Akademik Veri Yönetim Sistemi
Journal of Reproductive Immunology, cilt.103, sa.1, ss.53-58, 2014 (SCI-Expanded)
Implantation necessitates complex interactions among the developing embryo, decidualizing endometrium, and developing maternal immune tolerance and/or alterations in cellular and humoral immune responses. Overstimulation of T helper 1 (Th1) or Th2 cytokines in systemic and local environments, alterations of the prevalence of IL17 and regulatory T cell (Treg) cytokines have also been suggested to contribute to the pathogenesis of implantation failure. We aimed to investigate the plasma levels of IL4, IL6, IL10, TNFα, IFNγ, TGFβ, IL17, IL35, and SOCS3 in infertile and fertile women. This case-control study was conducted with 80 women suffering from unexplained infertility and 40 fertile women. Peripheral venous blood samples were drawn on day 21 of the menstrual cycle. The extracted plasma samples were assayed by an enzyme linked immunosorbent assay.
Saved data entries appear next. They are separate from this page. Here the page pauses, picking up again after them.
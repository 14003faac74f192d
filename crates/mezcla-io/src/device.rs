//! Output device abstraction.
//!
//! The engine's output pump sees a single narrow contract: write one
//! interleaved stereo block, blocking until the device has room for it.
//! [`CpalOutput`] implements it over a cpal stream fed through a bounded
//! channel; [`SinkOutput`] records blocks in memory for tests.

use crate::{Error, Result};
use cpal::traits::{DeviceTrait, HostTrait, StreamTrait};
use std::collections::VecDeque;
use std::sync::atomic::{AtomicBool, Ordering};
use std::sync::mpsc::{self, SyncSender};
use std::sync::{Arc, Mutex};
use std::thread::JoinHandle;
use std::time::Duration;

/// Output stream parameters.
#[derive(Debug, Clone)]
pub struct StreamParams {
    /// Sample rate in Hz.
    pub sample_rate: u32,
    /// Device buffer size in frames; also the engine period.
    pub period: u32,
    /// Output channel count.
    pub channels: u16,
    /// Partial device name to match, or `None` for the default device.
    pub device_name: Option<String>,
}

impl Default for StreamParams {
    fn default() -> Self {
        Self {
            sample_rate: 44100,
            period: 1024,
            channels: 2,
            device_name: None,
        }
    }
}

/// A sound-card style block sink.
///
/// `write` blocks until the device consumes, which is what paces the
/// engine at realtime; a transient failure surfaces as an `Err` that the
/// pump counts as an underrun and moves past.
pub trait OutputDevice: Send {
    /// Write one interleaved block, blocking until the device has room.
    fn write(&mut self, interleaved: &[f32]) -> Result<()>;

    /// Release the device. Further writes fail.
    fn close(&mut self);
}

/// How many blocks may sit between `write` and the audio callback.
const FEED_DEPTH: usize = 4;

/// cpal-backed output device.
///
/// The cpal stream is built and owned by a dedicated thread (streams are
/// not `Send`); this handle talks to it through a bounded channel, so the
/// handle itself can move into the engine's output pump.
pub struct CpalOutput {
    tx: Option<SyncSender<Vec<f32>>>,
    shutdown: Arc<AtomicBool>,
    worker: Option<JoinHandle<()>>,
}

impl CpalOutput {
    /// Open the output device described by `params` and start its stream.
    pub fn open(params: StreamParams) -> Result<Self> {
        let shutdown = Arc::new(AtomicBool::new(false));
        let (tx, rx) = mpsc::sync_channel::<Vec<f32>>(FEED_DEPTH);
        let (ready_tx, ready_rx) = mpsc::channel::<std::result::Result<(), String>>();

        let thread_shutdown = Arc::clone(&shutdown);
        let worker = std::thread::Builder::new()
            .name("mezcla-cpal".into())
            .spawn(move || {
                let stream = match build_stream(&params, rx) {
                    Ok(stream) => {
                        let _ = ready_tx.send(Ok(()));
                        stream
                    }
                    Err(e) => {
                        let _ = ready_tx.send(Err(e.to_string()));
                        return;
                    }
                };
                while !thread_shutdown.load(Ordering::SeqCst) {
                    std::thread::park_timeout(Duration::from_millis(50));
                }
                drop(stream);
            })
            .map_err(|e| Error::Stream(e.to_string()))?;

        match ready_rx.recv() {
            Ok(Ok(())) => Ok(Self {
                tx: Some(tx),
                shutdown,
                worker: Some(worker),
            }),
            Ok(Err(msg)) => {
                let _ = worker.join();
                Err(Error::Stream(msg))
            }
            Err(_) => {
                let _ = worker.join();
                Err(Error::Stream("stream thread died during setup".into()))
            }
        }
    }
}

impl OutputDevice for CpalOutput {
    fn write(&mut self, interleaved: &[f32]) -> Result<()> {
        match &self.tx {
            Some(tx) => tx
                .send(interleaved.to_vec())
                .map_err(|_| Error::Stream("output stream closed".into())),
            None => Err(Error::Stream("device already closed".into())),
        }
    }

    fn close(&mut self) {
        self.shutdown.store(true, Ordering::SeqCst);
        self.tx = None;
        if let Some(worker) = self.worker.take() {
            worker.thread().unpark();
            let _ = worker.join();
        }
        tracing::info!("cpal output closed");
    }
}

impl Drop for CpalOutput {
    fn drop(&mut self) {
        if self.worker.is_some() {
            self.close();
        }
    }
}

fn find_output_device(host: &cpal::Host, name: Option<&str>) -> Result<cpal::Device> {
    match name {
        Some(search) => {
            let search_lower = search.to_lowercase();
            let devices = host
                .output_devices()
                .map_err(|e| Error::Stream(e.to_string()))?;
            for device in devices {
                if let Ok(dev_name) = device.name()
                    && dev_name.to_lowercase().contains(&search_lower)
                {
                    return Ok(device);
                }
            }
            Err(Error::DeviceNotFound(search.to_string()))
        }
        None => host.default_output_device().ok_or(Error::NoDevice),
    }
}

fn build_stream(
    params: &StreamParams,
    rx: mpsc::Receiver<Vec<f32>>,
) -> Result<cpal::Stream> {
    let host = cpal::default_host();
    let device = find_output_device(&host, params.device_name.as_deref())?;

    let config = cpal::StreamConfig {
        channels: params.channels,
        sample_rate: params.sample_rate,
        buffer_size: cpal::BufferSize::Fixed(params.period),
    };

    let mut pending: VecDeque<f32> = VecDeque::new();
    let stream = device
        .build_output_stream(
            &config,
            move |data: &mut [f32], _: &cpal::OutputCallbackInfo| {
                while pending.len() < data.len() {
                    match rx.try_recv() {
                        Ok(block) => pending.extend(block),
                        Err(_) => break,
                    }
                }
                for sample in data.iter_mut() {
                    *sample = pending.pop_front().unwrap_or(0.0);
                }
            },
            |err| tracing::warn!(error = %err, "output stream error"),
            None,
        )
        .map_err(|e| Error::Stream(e.to_string()))?;

    stream.play().map_err(|e| Error::Stream(e.to_string()))?;
    tracing::info!(
        channels = params.channels,
        sample_rate = params.sample_rate,
        period = params.period,
        "output stream started"
    );
    Ok(stream)
}

/// In-memory output device for tests.
///
/// Records every written block; a shared [`SinkCollector`] handle reads
/// them back and can inject write failures.
pub struct SinkOutput {
    blocks: Arc<Mutex<Vec<Vec<f32>>>>,
    fail_writes: Arc<AtomicBool>,
    closed: bool,
}

impl SinkOutput {
    /// Create an empty sink.
    pub fn new() -> Self {
        Self {
            blocks: Arc::new(Mutex::new(Vec::new())),
            fail_writes: Arc::new(AtomicBool::new(false)),
            closed: false,
        }
    }

    /// A handle onto the recorded blocks, cloneable before the sink moves
    /// into the engine.
    pub fn collector(&self) -> SinkCollector {
        SinkCollector {
            blocks: Arc::clone(&self.blocks),
            fail_writes: Arc::clone(&self.fail_writes),
        }
    }
}

impl Default for SinkOutput {
    fn default() -> Self {
        Self::new()
    }
}

impl OutputDevice for SinkOutput {
    fn write(&mut self, interleaved: &[f32]) -> Result<()> {
        if self.closed {
            return Err(Error::Stream("sink closed".into()));
        }
        if self.fail_writes.load(Ordering::SeqCst) {
            return Err(Error::Stream("injected write failure".into()));
        }
        self.blocks
            .lock()
            .expect("sink lock poisoned")
            .push(interleaved.to_vec());
        Ok(())
    }

    fn close(&mut self) {
        self.closed = true;
    }
}

/// Read side of a [`SinkOutput`].
#[derive(Clone)]
pub struct SinkCollector {
    blocks: Arc<Mutex<Vec<Vec<f32>>>>,
    fail_writes: Arc<AtomicBool>,
}

impl SinkCollector {
    /// Number of blocks delivered so far.
    pub fn block_count(&self) -> usize {
        self.blocks.lock().expect("sink lock poisoned").len()
    }

    /// Copies of all delivered blocks, in delivery order.
    pub fn blocks(&self) -> Vec<Vec<f32>> {
        self.blocks.lock().expect("sink lock poisoned").clone()
    }

    /// All delivered samples concatenated.
    pub fn samples(&self) -> Vec<f32> {
        self.blocks
            .lock()
            .expect("sink lock poisoned")
            .iter()
            .flatten()
            .copied()
            .collect()
    }

    /// Make subsequent writes fail (or stop failing).
    pub fn set_fail_writes(&self, fail: bool) {
        self.fail_writes.store(fail, Ordering::SeqCst);
    }
}

#[cfg(test)]
mod tests {
    use super::*;

    #[test]
    fn sink_records_blocks_in_order() {
        let mut sink = SinkOutput::new();
        let collector = sink.collector();

        sink.write(&[1.0, 2.0]).unwrap();
        sink.write(&[3.0, 4.0]).unwrap();

        assert_eq!(collector.block_count(), 2);
        assert_eq!(collector.samples(), vec![1.0, 2.0, 3.0, 4.0]);
    }

    #[test]
    fn sink_injected_failures() {
        let mut sink = SinkOutput::new();
        let collector = sink.collector();

        collector.set_fail_writes(true);
        assert!(sink.write(&[0.0]).is_err());
        collector.set_fail_writes(false);
        assert!(sink.write(&[0.0]).is_ok());
        assert_eq!(collector.block_count(), 1);
    }

    #[test]
    fn sink_rejects_writes_after_close() {
        let mut sink = SinkOutput::new();
        sink.close();
        assert!(sink.write(&[0.0]).is_err());
    }

    #[test]
    fn default_stream_params() {
        let params = StreamParams::default();
        assert_eq!(params.sample_rate, 44100);
        assert_eq!(params.period, 1024);
        assert_eq!(params.channels, 2);
        assert!(params.device_name.is_none());
    }
}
Statistical analysis was performed using SPSS version 16.0. Our main findings were as follows: despite the significantly high IL17 and IL35 plasma levels of infertile women, IL35/IL17 ratio was significantly lower in the infertile group compared with that in the fertile group; SOCS3 plasma levels showed an inverse relation with plasma levels of all cytokines except IL35; increased plasma IL17 levels (>3.42. pg/mL) have a negative impact on fertility; TNFα/IL10, IFNγ/IL10, IFNγ/IL6, and IFNγ/IL4 ratios were significantly higher in infertile group compared with those in the fertile group. It is not possible to show the major immunological factor(s) of unexplained infertility, but our findings point out that the decreased suppressor activity of the immune system may play a role in implantation failure. © 2013 Elsevier Ireland Ltd.